TGF-β1-induced expression of collagen type II and ACAN is regulated by 4E-BP1, a repressor of translation

Eukaryotic initiation factor 4E (eIF4E)-binding protein 1 (4E-BP1) binds eIF4E and represses protein translation by displacing it from the mRNA. In this study, we investigated the influence of 4E-BP1 translational apparatus on the regulation of transforming growth factor-beta 1 (TGF-beta 1)-induced anabolic signaling in chondrocytes. The level of 4E-BP1 expression was significantly higher in human OA cartilage than normal cartilage. TGF-beta 1 increased total protein synthesis, including aggrecan (ACAN) and collagen type II (Col II), together with activation of Akt/mTOR signaling pathway. mTOR silencing significantly suppressed ACAN and Col II expressions through decreasing TGF-beta 1-induced phosphorylation of 4E-BP1. On the contrary, 4E-BP1 knockdown promoted total protein synthesis but suppressed Col II and ACAN expressions with decreased expression of Smad2/3 and Smad4 and increased expression of inhibitory Smad6 and Smad7. TGF-beta 1 suppressed the interaction of 4E-BP1 and eIF4E and subsequently enhanced protein synthesis.

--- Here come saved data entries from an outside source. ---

use base64::Engine;

/// Builds a self-contained HTML gallery of converted documents. Every SVG
/// is embedded as a base64 data URI, so the page carries no external
/// references and the output is deterministic.
pub fn gallery_page(entries: &[(String, String)]) -> String {
    let mut out = String::with_capacity(1024 + entries.len() * 512);
    out.push_str("<!DOCTYPE html>\n<html>\n<head>\n<meta charset=\"utf-8\"/>\n");
    out.push_str("<title>vd2svg gallery</title>\n<style>\n");
    out.push_str("body { font-family: sans-serif; margin: 2em; }\n");
    out.push_str("figure { display: inline-block; margin: 1em; text-align: center; }\n");
    out.push_str("img { width: 108px; height: 108px; background: #f2f2f2; }\n");
    out.push_str("figcaption { margin-top: 0.5em; font-size: 0.8em; }\n");
    out.push_str("</style>\n</head>\n<body>\n<h1>vd2svg gallery</h1>\n");
    for (title, svg) in entries {
        let payload = base64::engine::general_purpose::STANDARD.encode(svg.as_bytes());
        let title = escape_html(title);
        out.push_str("<figure>\n");
        out.push_str(&format!(
            "<img src=\"data:image/svg+xml;base64,{}\" alt=\"{}\"/>\n",
            payload, title
        ));
        out.push_str(&format!("<figcaption>{}</figcaption>\n", title));
        out.push_str("</figure>\n");
    }
    out.push_str("</body>\n</html>\n");
    out
}

fn escape_html(text: &str) -> String {
    let mut out = String::with_capacity(text.len());
    for c in text.chars() {
        match c {
            '&' => out.push_str("&amp;"),
            '<' => out.push_str("&lt;"),
            '>' => out.push_str("&gt;"),
            '"' => out.push_str("&quot;"),
            _ => out.push(c),
        }
    }
    out
}

#[cfg(test)]
mod tests {
    use super::*;

    #[test]
    fn entries_embed_as_data_uris_in_order() {
        let entries = vec![
            ("a.xml".to_string(), "<svg>a</svg>".to_string()),
            ("b.xml".to_string(), "<svg>b</svg>".to_string()),
        ];
        let page = gallery_page(&entries);
        let first = page.find("<figcaption>a.xml</figcaption>").unwrap();
        let second = page.find("<figcaption>b.xml</figcaption>").unwrap();
        assert!(first < second);

        let marker = "data:image/svg+xml;base64,";
        let at = page.find(marker).unwrap();
        let rest = &page[at + marker.len()..];
        let end = rest.find('"').unwrap();
        let decoded = base64::engine::general_purpose::STANDARD
            .decode(&rest[..end])
            .unwrap();
        assert_eq!(decoded, b"<svg>a</svg>");
    }

    #[test]
    fn captions_escape_markup() {
        let entries = vec![("<icon> & \"co\"".to_string(), "<svg/>".to_string())];
        let page = gallery_page(&entries);
        assert!(
            page.contains("<figcaption>&lt;icon&gt; &amp; &quot;co&quot;</figcaption>"),
            "{}",
            page
        );
    }

    #[test]
    fn empty_galleries_are_still_complete_pages() {
        let page = gallery_page(&[]);
        assert!(page.starts_with("<!DOCTYPE html>"));
        assert!(page.ends_with("</html>\n"));
        assert!(!page.contains("<figure>"));
    }
}
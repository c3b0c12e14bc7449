/// A resolved color: normalized `#RRGGBB` hex plus an optional opacity
/// string carried separately, since SVG splits color and alpha across
/// attributes (`fill` / `fill-opacity`).
#[derive(Debug, Clone, PartialEq, Eq)]
pub struct ColorValue {
    pub hex: String,
    pub alpha: Option<String>,
}

impl ColorValue {
    pub fn opaque(hex: impl Into<String>) -> Self {
        ColorValue {
            hex: hex.into(),
            alpha: None,
        }
    }

    pub fn with_alpha(hex: impl Into<String>, alpha: impl Into<String>) -> Self {
        ColorValue {
            hex: hex.into(),
            alpha: Some(alpha.into()),
        }
    }
}

/// The color names Android's resource compiler accepts, with the platform's
/// values (gray is #888888 here, not the web's #808080).
pub fn named(name: &str) -> Option<&'static str> {
    match name.to_ascii_lowercase().as_str() {
        "aqua" => Some("#00FFFF"),
        "black" => Some("#000000"),
        "blue" => Some("#0000FF"),
        "cyan" => Some("#00FFFF"),
        "darkgray" => Some("#444444"),
        "darkgrey" => Some("#444444"),
        "fuchsia" => Some("#FF00FF"),
        "gray" => Some("#888888"),
        "green" => Some("#00FF00"),
        "grey" => Some("#888888"),
        "lightgray" => Some("#CCCCCC"),
        "lightgrey" => Some("#CCCCCC"),
        "lime" => Some("#00FF00"),
        "magenta" => Some("#FF00FF"),
        "maroon" => Some("#800000"),
        "navy" => Some("#000080"),
        "olive" => Some("#808000"),
        "purple" => Some("#800080"),
        "red" => Some("#FF0000"),
        "silver" => Some("#C0C0C0"),
        "teal" => Some("#008080"),
        "white" => Some("#FFFFFF"),
        "yellow" => Some("#FFFF00"),
        _ => None,
    }
}

/// Parses an Android hex color literal. Accepts #RGB, #ARGB, #RRGGBB and
/// #AARRGGBB; shorthand forms expand by digit doubling before the long
/// rules apply. Alpha, when present, leads.
pub fn parse_hex(literal: &str) -> Option<ColorValue> {
    let digits = literal.strip_prefix('#')?;
    if !digits.bytes().all(|b| b.is_ascii_hexdigit()) {
        return None;
    }
    let expanded: String = match digits.len() {
        3 | 4 => digits.chars().flat_map(|c| [c, c]).collect(),
        6 | 8 => digits.to_string(),
        _ => return None,
    };
    if expanded.len() == 6 {
        return Some(ColorValue::opaque(format!("#{}", expanded)));
    }
    let alpha = u8::from_str_radix(&expanded[0..2], 16).ok()?;
    Some(ColorValue::with_alpha(
        format!("#{}", &expanded[2..]),
        format_alpha(alpha),
    ))
}

/// Renders an alpha byte as the SVG opacity string: value/255 rounded to
/// two decimals, trailing zeros trimmed (0x80 -> "0.5", 0xFF -> "1").
pub fn format_alpha(alpha: u8) -> String {
    let rounded = (alpha as f64 / 255.0 * 100.0).round() / 100.0;
    let mut out = format!("{:.2}", rounded);
    while out.ends_with('0') {
        out.pop();
    }
    if out.ends_with('.') {
        out.pop();
    }
    out
}
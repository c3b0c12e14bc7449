use std::collections::HashMap;
use std::fs;
use std::path::{Path, PathBuf};

use crate::color::{self, ColorValue};
use crate::error::Vd2SvgError;
use crate::locate;

pub const ANDROID_NS: &str = "http://schemas.android.com/apk/res/android";

/// Reads an attribute that may or may not carry the android namespace
/// prefix; hand-written drawables often leave root attributes bare.
pub(crate) fn android_attr<'a>(node: roxmltree::Node<'a, '_>, name: &str) -> Option<&'a str> {
    node.attribute((ANDROID_NS, name))
        .or_else(|| node.attribute(name))
}

/// The reference forms a color attribute can take, tried in order.
enum RefKind {
    Named,
    Hex,
    ColorRes,
    AttrRes,
}

enum Lookup {
    Resolved(ColorValue),
    TryNext,
}

/// Resolves symbolic color references against a set of resource roots.
/// One resolver serves one top-level conversion run (including nested
/// drawable sub-conversions): its memo cache guarantees a single
/// consistent answer per reference within a run and is never shared
/// across unrelated conversions.
pub struct Resolver {
    roots: Vec<PathBuf>,
    cache: HashMap<String, ColorValue>,
    in_flight: Vec<String>,
    drawable_stack: Vec<PathBuf>,
}
//! Cleaning steps.
//!
//! - Format: field-level formatters
//! - Normalize: raw rows to typed records
//! - Output: JSON writer
//! - Pipeline: the full run

pub mod format;
pub mod normalize;
pub mod output;
pub mod pipeline;

pub use format::*;
pub use normalize::{normalize_all, normalize_client, normalize_product, normalize_service};
pub use output::{to_json, write_document};
pub use pipeline::*;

Furthermore, 4E-BP1 regulated translation levels of inhibitory Smads, which decreased the accumulation of nuclear Smad2/3 complexes on the promoter of ACAN and Col II genes, subsequently affecting transcription of ACAN and Col II. These results demonstrated that TGF-beta 1-modulated phosphorylation of 4EBP1 plays a role in the expression of Col II and ACAN through differential alteration of Smad signaling pathway.